Roger Jahnke, OMD writes about the lymph system from a holistic perspective in his article The Lymph , describing gravity as one method of lymph propulsion:
“Because gravity exerts such a substantial force and because lymph has so far to climb to get to the thoracic duct’s entry into the sub-clavian vein, any inversion of the limbs or even the prone body position allows for a free flow of lymph unencumbered by the effects of gravity. Elevation of the lower limbs is often prescribed for health problems characterized by a pooling of interstitial fluids.”
Also, for centuries yoga practitioners have recognized the concept of turning the body upside down to find relaxation. The head stand position is a form of “postural exchange” (reversing the direction of gravity). Not everyone wants to do headstands, so inversion on Teeter equipment creates an easier alternative with the added benefit of joint decompression.
-  Nachemson, A and Elfstrom, G: Intravital Dynamic Pressure Measurements in Lumbar Discs.

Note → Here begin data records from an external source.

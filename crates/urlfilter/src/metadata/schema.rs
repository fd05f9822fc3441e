//! In-memory entity model.

use super::{EntityMetadata, PropertyPath};
use crate::codec::value::ValueType;
use std::collections::HashMap;

#[derive(Debug, Clone, PartialEq, Eq)]
pub enum PropertyKind {
    /// Scalar attribute of the given type.
    Datatype(ValueType),
    /// Reference to another entity. Filtering on the reference itself compares
    /// entity ids, which are UUIDs.
    Reference(String),
}

#[derive(Debug, Clone, PartialEq, Eq)]
pub struct PropertyDef {
    pub name: String,
    pub kind: PropertyKind,
    pub system_level: bool,
}

#[derive(Debug, Clone, PartialEq, Eq)]
pub struct EntityDef {
    pub name: String,
    pub properties: Vec<PropertyDef>,
}

impl EntityDef {
    pub fn new(name: impl Into<String>) -> Self {
        Self {
            name: name.into(),
            properties: Vec::new(),
        }
    }

    pub fn property(mut self, name: impl Into<String>, datatype: ValueType) -> Self {
        self.properties.push(PropertyDef {
            name: name.into(),
            kind: PropertyKind::Datatype(datatype),
            system_level: false,
        });
        self
    }

    pub fn reference(mut self, name: impl Into<String>, entity: impl Into<String>) -> Self {
        self.properties.push(PropertyDef {
            name: name.into(),
            kind: PropertyKind::Reference(entity.into()),
            system_level: false,
        });
        self
    }

    /// Add an internal attribute that filters must never expose.
    pub fn system(mut self, name: impl Into<String>, datatype: ValueType) -> Self {
        self.properties.push(PropertyDef {
            name: name.into(),
            kind: PropertyKind::Datatype(datatype),
            system_level: true,
        });
        self
    }

    pub fn get(&self, name: &str) -> Option<&PropertyDef> {
        self.properties.iter().find(|p| p.name == name)
    }
}

#[derive(Debug, Clone, Default)]
pub struct Schema {
    entities: HashMap<String, EntityDef>,
}

impl Schema {
    pub fn new() -> Self {
        Self::default()
    }

    pub fn with_entity(mut self, entity: EntityDef) -> Self {
        self.add_entity(entity);
        self
    }

    pub fn add_entity(&mut self, entity: EntityDef) {
        self.entities.insert(entity.name.clone(), entity);
    }
}

impl EntityMetadata for Schema {
    fn resolve_property_path(&self, entity: &str, path: &str) -> Option<PropertyPath> {
        if path.is_empty() {
            return None;
        }

        let mut current = self.entities.get(entity)?;
        let segments: Vec<&str> = path.split('.').collect();
        let (last, init) = segments.split_last()?;

        for segment in init {
            match &current.get(segment)?.kind {
                PropertyKind::Reference(target) => current = self.entities.get(target)?,
                PropertyKind::Datatype(_) => return None,
            }
        }

        let leaf = current.get(last)?;
        let datatype = match &leaf.kind {
            PropertyKind::Datatype(ty) => ty.clone(),
            PropertyKind::Reference(_) => ValueType::Uuid,
        };

        Some(PropertyPath {
            entity: entity.to_string(),
            path: path.to_string(),
            datatype,
            system_level: leaf.system_level,
        })
    }
}

#[cfg(test)]
mod tests {
    use super::*;

    fn schema() -> Schema {
        Schema::new()
            .with_entity(
                EntityDef::new("Order")
                    .property("number", ValueType::Text)
                    .reference("customer", "Customer")
                    .system("version", ValueType::Integer),
            )
            .with_entity(
                EntityDef::new("Customer")
                    .property("name", ValueType::Text)
                    .property("age", ValueType::Integer),
            )
    }

    #[test]
    fn resolves_direct_property() {
        let path = schema().resolve_property_path("Order", "number").unwrap();
        assert_eq!(path.datatype, ValueType::Text);
        assert!(!path.system_level);
    }

    #[test]
    fn resolves_through_references() {
        let path = schema()
            .resolve_property_path("Order", "customer.age")
            .unwrap();
        assert_eq!(path.path, "customer.age");
        assert_eq!(path.entity, "Order");
        assert_eq!(path.datatype, ValueType::Integer);
    }

    #[test]
    fn reference_leaf_compares_ids() {
        let path = schema().resolve_property_path("Order", "customer").unwrap();
        assert_eq!(path.datatype, ValueType::Uuid);
    }

    #[test]
    fn flags_system_level_properties() {
        let path = schema().resolve_property_path("Order", "version").unwrap();
        assert!(path.system_level);
    }

    #[test]
    fn unknown_segments_do_not_resolve() {
        let s = schema();
        assert!(s.resolve_property_path("Order", "missing").is_none());
        assert!(s.resolve_property_path("Order", "number.length").is_none());
        assert!(s.resolve_property_path("Order", "customer.missing").is_none());
        assert!(s.resolve_property_path("Invoice", "number").is_none());
        assert!(s.resolve_property_path("Order", "").is_none());
    }
}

Scandinavian Journal of Rehab Medicine, supplement, 1970.
-  Nosse, L.: Inverted Spinal Traction. Arch Phys Med Rehabil 59: 367-370, Aug 78.
-  Loomis, H, et al: The Importance of Improving Lymphatic Drainage. The American Chiropractor 22: 14-18. 2000.
-  Broatch, Joanne. Better Back, Better Body – The New Inversion Way. 29-31.Vancouver, BC: 1996.
-  Jahnke, Roger. O.M.D., The Lymph. June 19, 2000. http://www.healthy.net/scr/Article.asp?Id=993.
-  Kane, M, et al: Effects of Gravity-facilitated Traction on Intervertebral Dimensions of the Lumbar Spine. Journal of Orthopedic and Sports Phys Ther. 281-288, Mar 85
-  Dimberg, L, et al: Effects of gravity-facilitated traction of the lumbar spine in persons with chronic low back pain at the workplace.